In the thymus rudiments, a small number of XL-1+ cells appeared for the first time at st.44-45. The positive cells were regarded as macrophage/monocyte-series cells as defined by their dendritic shape and a stronger reactivity than the lymphocyte-series cells described below. Two types of XL-1+ cells appeared in the thymus at st.46–47: the large, macrophage-like cells with brightly stained dendritic cytoplasm and the lymphoblasts with weakly stained dots in the thin cytoplasm (Fig. 8). At this stage, the latter cells tended to locate preferentially in the outer region of the thymus (future cortex). The reactivity of these cells increased gradually as they differentiated into lymphocytes, so that by st.49 virtually all thymic lymphocytes were stained uniformly with XL-1. In the thymus of the more advanced stages, as Fig. 9 shows, all thymic lymphocytes and macrophage-like cells were positive, but epithelial cells and myoid cells were entirely negative.

Figs 8–11.

Immunofluorescence (Figs 8A, 9, 10A, 11) and phase-contrast (8B, 10B) micrographs of transverse sections of the thymus (Figs 8, 9) and the spleen (Figs 10, 11) of st.47 (Fig. 8), st.49 (Fig. 10) and st.56 (Figs 9, 11) larvae, showing XL-1+ macrophage-like dendritic cells (arrowheads) and lymphoid cells (arrows). Visualized by TRITC-conjugated anti-mouse Ig. c, cortex; m, medulla; rp, red pulp; wp, white pulp; i, intestine. Bars, 40μm.

Figs 8–11.

Immunofluorescence (Figs 8A, 9, 10A, 11) and phase-contrast (8B, 10B) micrographs of transverse sections of the thymus (Figs 8, 9) and the spleen (Figs 10, 11) of st.47 (Fig. 8), st.49 (Fig. 10) and st.56 (Figs 9, 11) larvae, showing XL-1+ macrophage-like dendritic cells (arrowheads) and lymphoid cells (arrows).

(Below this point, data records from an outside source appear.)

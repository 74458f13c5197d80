//! Panel repository.
//!
//! Panels are live configuration: tickets reference them by id, so an edit is
//! visible to every ticket of the panel on its next lookup.

use super::{DbError, is_unique_violation};
use crate::platform::{ChannelId, GuildId, MessageId, RoleId};
use sqlx::SqlitePool;

const DEFAULT_DESCRIPTION: &str = "To create a ticket, use the button below.";
const DEFAULT_BUTTON_TEXT: &str = "Create Ticket";
const DEFAULT_WELCOME: &str = "Thanks for reaching out. A member of the support team will be with you shortly.";

/// A configured ticket-creation entry point.
#[derive(Debug, Clone, PartialEq, Eq)]
pub struct Panel {
    pub id: i64,
    pub guild_id: GuildId,
    pub name: String,
    /// Entry-point message, once posted.
    pub message_id: Option<MessageId>,
    pub channel_id: Option<ChannelId>,
    /// Never empty.
    pub support_roles: Vec<RoleId>,
    pub category_id: ChannelId,
    pub transcript_channel_id: ChannelId,
    pub claimable: bool,
    pub description: Option<String>,
    pub button_text: Option<String>,
    pub welcome_message: Option<String>,
}

impl Panel {
    pub fn description(&self) -> &str {
        self.description.as_deref().unwrap_or(DEFAULT_DESCRIPTION)
    }

    pub fn button_text(&self) -> &str {
        self.button_text.as_deref().unwrap_or(DEFAULT_BUTTON_TEXT)
    }

    pub fn welcome_message(&self) -> &str {
        self.welcome_message.as_deref().unwrap_or(DEFAULT_WELCOME)
    }

    pub fn has_support_role(&self, roles: &[RoleId]) -> bool {
        self.support_roles.iter().any(|r| roles.contains(r))
    }
}

/// Fields for a new panel.
#[derive(Debug, Clone)]
pub struct NewPanel {
    pub guild_id: GuildId,
    pub name: String,
    pub support_roles: Vec<RoleId>,
    pub category_id: ChannelId,
    pub transcript_channel_id: ChannelId,
    pub claimable: bool,
    pub description: Option<String>,
    pub button_text: Option<String>,
    pub welcome_message: Option<String>,
}

/// Partial update; `None` leaves a field untouched.
#[derive(Debug, Clone, Default)]
pub struct PanelUpdate {
    pub name: Option<String>,
    pub support_roles: Option<Vec<RoleId>>,
    pub category_id: Option<ChannelId>,
    pub transcript_channel_id: Option<ChannelId>,
    pub claimable: Option<bool>,
    pub description: Option<String>,
    pub button_text: Option<String>,
    pub welcome_message: Option<String>,
}

impl PanelUpdate {
    /// Whether the change alters what the entry-point message shows.
    pub fn touches_entry_point(&self) -> bool {
        self.name.is_some() || self.description.is_some() || self.button_text.is_some()
    }

    pub fn is_empty(&self) -> bool {
        self.name.is_none()
            && self.support_roles.is_none()
            && self.category_id.is_none()
            && self.transcript_channel_id.is_none()
            && self.claimable.is_none()
            && self.description.is_none()
            && self.button_text.is_none()
            && self.welcome_message.is_none()
    }
}

type PanelRow = (
    i64,
    i64,
    String,
    Option<i64>,
    Option<i64>,
    i64,
    i64,
    bool,
    Option<String>,
    Option<String>,
    Option<String>,
);

const PANEL_COLUMNS: &str = "panel_id, guild_id, name, message_id, channel_id, category_id, \
     transcript_channel_id, claimable, description, button_text, welcome_message";

/// Repository for panel operations.
pub struct PanelRepository<'a> {
    pool: &'a SqlitePool,
}

impl<'a> PanelRepository<'a> {
    /// Create a new panel repository.
    pub fn new(pool: &'a SqlitePool) -> Self {
        Self { pool }
    }

    /// Insert a panel and its support roles. The entry-point message is bound later.
    pub async fn create(&self, panel: &NewPanel) -> Result<Panel, DbError> {
        let now = chrono::Utc::now().timestamp();
        let mut tx = self.pool.begin().await?;

        let result = sqlx::query(
            r#"
            INSERT INTO panels (guild_id, name, category_id, transcript_channel_id, claimable,
                                description, button_text, welcome_message, created_at)
            VALUES (?, ?, ?, ?, ?, ?, ?, ?, ?)
            "#,
        )
        .bind(panel.guild_id.to_db())
        .bind(&panel.name)
        .bind(panel.category_id.to_db())
        .bind(panel.transcript_channel_id.to_db())
        .bind(panel.claimable)
        .bind(&panel.description)
        .bind(&panel.button_text)
        .bind(&panel.welcome_message)
        .bind(now)
        .execute(&mut *tx)
        .await?;

        let panel_id = result.last_insert_rowid();

        for role in &panel.support_roles {
            sqlx::query("INSERT OR IGNORE INTO panel_support_roles (panel_id, role_id) VALUES (?, ?)")
                .bind(panel_id)
                .bind(role.to_db())
                .execute(&mut *tx)
                .await?;
        }

        tx.commit().await?;

        Ok(Panel {
            id: panel_id,
            guild_id: panel.guild_id,
            name: panel.name.clone(),
            message_id: None,
            channel_id: None,
            support_roles: dedup_roles(&panel.support_roles),
            category_id: panel.category_id,
            transcript_channel_id: panel.transcript_channel_id,
            claimable: panel.claimable,
            description: panel.description.clone(),
            button_text: panel.button_text.clone(),
            welcome_message: panel.welcome_message.clone(),
        })
    }

    /// Find panel by id.
    pub async fn find_by_id(&self, panel_id: i64) -> Result<Option<Panel>, DbError> {
        let row = sqlx::query_as::<_, PanelRow>(&format!(
            "SELECT {PANEL_COLUMNS} FROM panels WHERE panel_id = ?"
        ))
        .bind(panel_id)
        .fetch_optional(self.pool)
        .await?;

        match row {
            Some(row) => Ok(Some(self.hydrate(row).await?)),
            None => Ok(None),
        }
    }

    /// Resolve the panel whose entry-point message was clicked.
    pub async fn find_by_message(&self, message_id: MessageId) -> Result<Option<Panel>, DbError> {
        let row = sqlx::query_as::<_, PanelRow>(&format!(
            "SELECT {PANEL_COLUMNS} FROM panels WHERE message_id = ?"
        ))
        .bind(message_id.to_db())
        .fetch_optional(self.pool)
        .await?;

        match row {
            Some(row) => Ok(Some(self.hydrate(row).await?)),
            None => Ok(None),
        }
    }

    /// All panels of a guild, oldest first.
    pub async fn list_for_guild(&self, guild_id: GuildId) -> Result<Vec<Panel>, DbError> {
        let rows = sqlx::query_as::<_, PanelRow>(&format!(
            "SELECT {PANEL_COLUMNS} FROM panels WHERE guild_id = ? ORDER BY panel_id"
        ))
        .bind(guild_id.to_db())
        .fetch_all(self.pool)
        .await?;

        let mut panels = Vec::with_capacity(rows.len());
        for row in rows {
            panels.push(self.hydrate(row).await?);
        }
        Ok(panels)
    }

    /// Bind (or rebind) the posted entry-point message.
    pub async fn set_message(
        &self,
        panel_id: i64,
        channel_id: ChannelId,
        message_id: MessageId,
    ) -> Result<(), DbError> {
        let result = sqlx::query("UPDATE panels SET message_id = ?, channel_id = ? WHERE panel_id = ?")
            .bind(message_id.to_db())
            .bind(channel_id.to_db())
            .bind(panel_id)
            .execute(self.pool)
            .await
            .map_err(|e| {
                if is_unique_violation(&e) {
                    DbError::MessageInUse(message_id.get())
                } else {
                    DbError::from(e)
                }
            })?;

        if result.rows_affected() == 0 {
            return Err(DbError::PanelNotFound(panel_id));
        }
        Ok(())
    }

    /// Apply a partial update. Support roles are replaced as a set.
    pub async fn update(&self, panel_id: i64, update: &PanelUpdate) -> Result<Panel, DbError> {
        let mut tx = self.pool.begin().await?;

        let result = sqlx::query(
            r#"
            UPDATE panels SET
                name = COALESCE(?, name),
                category_id = COALESCE(?, category_id),
                transcript_channel_id = COALESCE(?, transcript_channel_id),
                claimable = COALESCE(?, claimable),
                description = COALESCE(?, description),
                button_text = COALESCE(?, button_text),
                welcome_message = COALESCE(?, welcome_message)
            WHERE panel_id = ?
            "#,
        )
        .bind(&update.name)
        .bind(update.category_id.map(ChannelId::to_db))
        .bind(update.transcript_channel_id.map(ChannelId::to_db))
        .bind(update.claimable)
        .bind(&update.description)
        .bind(&update.button_text)
        .bind(&update.welcome_message)
        .bind(panel_id)
        .execute(&mut *tx)
        .await?;

        if result.rows_affected() == 0 {
            return Err(DbError::PanelNotFound(panel_id));
        }

        // Claims only exist on claimable panels.
        if update.claimable == Some(false) {
            sqlx::query("UPDATE tickets SET claimed_by = NULL WHERE panel_id = ?")
                .bind(panel_id)
                .execute(&mut *tx)
                .await?;
        }

        if let Some(roles) = &update.support_roles {
            sqlx::query("DELETE FROM panel_support_roles WHERE panel_id = ?")
                .bind(panel_id)
                .execute(&mut *tx)
                .await?;
            for role in roles {
                sqlx::query(
                    "INSERT OR IGNORE INTO panel_support_roles (panel_id, role_id) VALUES (?, ?)",
                )
                .bind(panel_id)
                .bind(role.to_db())
                .execute(&mut *tx)
                .await?;
            }
        }

        tx.commit().await?;

        self.find_by_id(panel_id)
            .await?
            .ok_or(DbError::PanelNotFound(panel_id))
    }

    /// Remove a panel that never got its entry point posted.
    pub async fn discard_unposted(&self, panel_id: i64) -> Result<bool, DbError> {
        let result = sqlx::query("DELETE FROM panels WHERE panel_id = ? AND message_id IS NULL")
            .bind(panel_id)
            .execute(self.pool)
            .await?;
        Ok(result.rows_affected() > 0)
    }

    async fn support_roles(&self, panel_id: i64) -> Result<Vec<RoleId>, DbError> {
        let rows = sqlx::query_scalar::<_, i64>(
            "SELECT role_id FROM panel_support_roles WHERE panel_id = ? ORDER BY rowid",
        )
        .bind(panel_id)
        .fetch_all(self.pool)
        .await?;
        Ok(rows.into_iter().map(RoleId::from_db).collect())
    }

    async fn hydrate(&self, row: PanelRow) -> Result<Panel, DbError> {
        let (
            id,
            guild_id,
            name,
            message_id,
            channel_id,
            category_id,
            transcript_channel_id,
            claimable,
            description,
            button_text,
            welcome_message,
        ) = row;

        let support_roles = self.support_roles(id).await?;
        if support_roles.is_empty() {
            return Err(DbError::Corrupt(format!("panel {id} has no support roles")));
        }

        Ok(Panel {
            id,
            guild_id: GuildId::from_db(guild_id),
            name,
            message_id: message_id.map(MessageId::from_db),
            channel_id: channel_id.map(ChannelId::from_db),
            support_roles,
            category_id: ChannelId::from_db(category_id),
            transcript_channel_id: ChannelId::from_db(transcript_channel_id),
            claimable,
            description,
            button_text,
            welcome_message,
        })
    }
}

fn dedup_roles(roles: &[RoleId]) -> Vec<RoleId> {
    let mut out: Vec<RoleId> = Vec::with_capacity(roles.len());
    for role in roles {
        if !out.contains(role) {
            out.push(*role);
        }
    }
    out
}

Visualized by TRITC-conjugated anti-mouse Ig. c, cortex; m, medulla; rp, red pulp; wp, white pulp; i, intestine. Bars, 40μm.

The spleen rudiments possessed XL-1+ cells for the first time at st.47. Similar to the thymus rudiments at st.47, the positive cells in the spleen at st.48–49 consisted of large, irregularly shaped cells with a macrophage-like morphology and faintly stained lymphocytes (Fig. 10). At st.56 all the lymphocytes and large den-dritic macrophage-like cells were stained well with XL-1 both in white and red pulps (Fig. 11), whereas the cytoplasm of LHb+ cells was always XL-1 negative. The occasional staining with XL-1 of intercellular spaces among erythrocytes in red pulp (Fig. 11) may be ascribable to the exudates from adjacent leukocytes and/or deposition of serum components which were positive to XL-1 (cf. also Fig. 3).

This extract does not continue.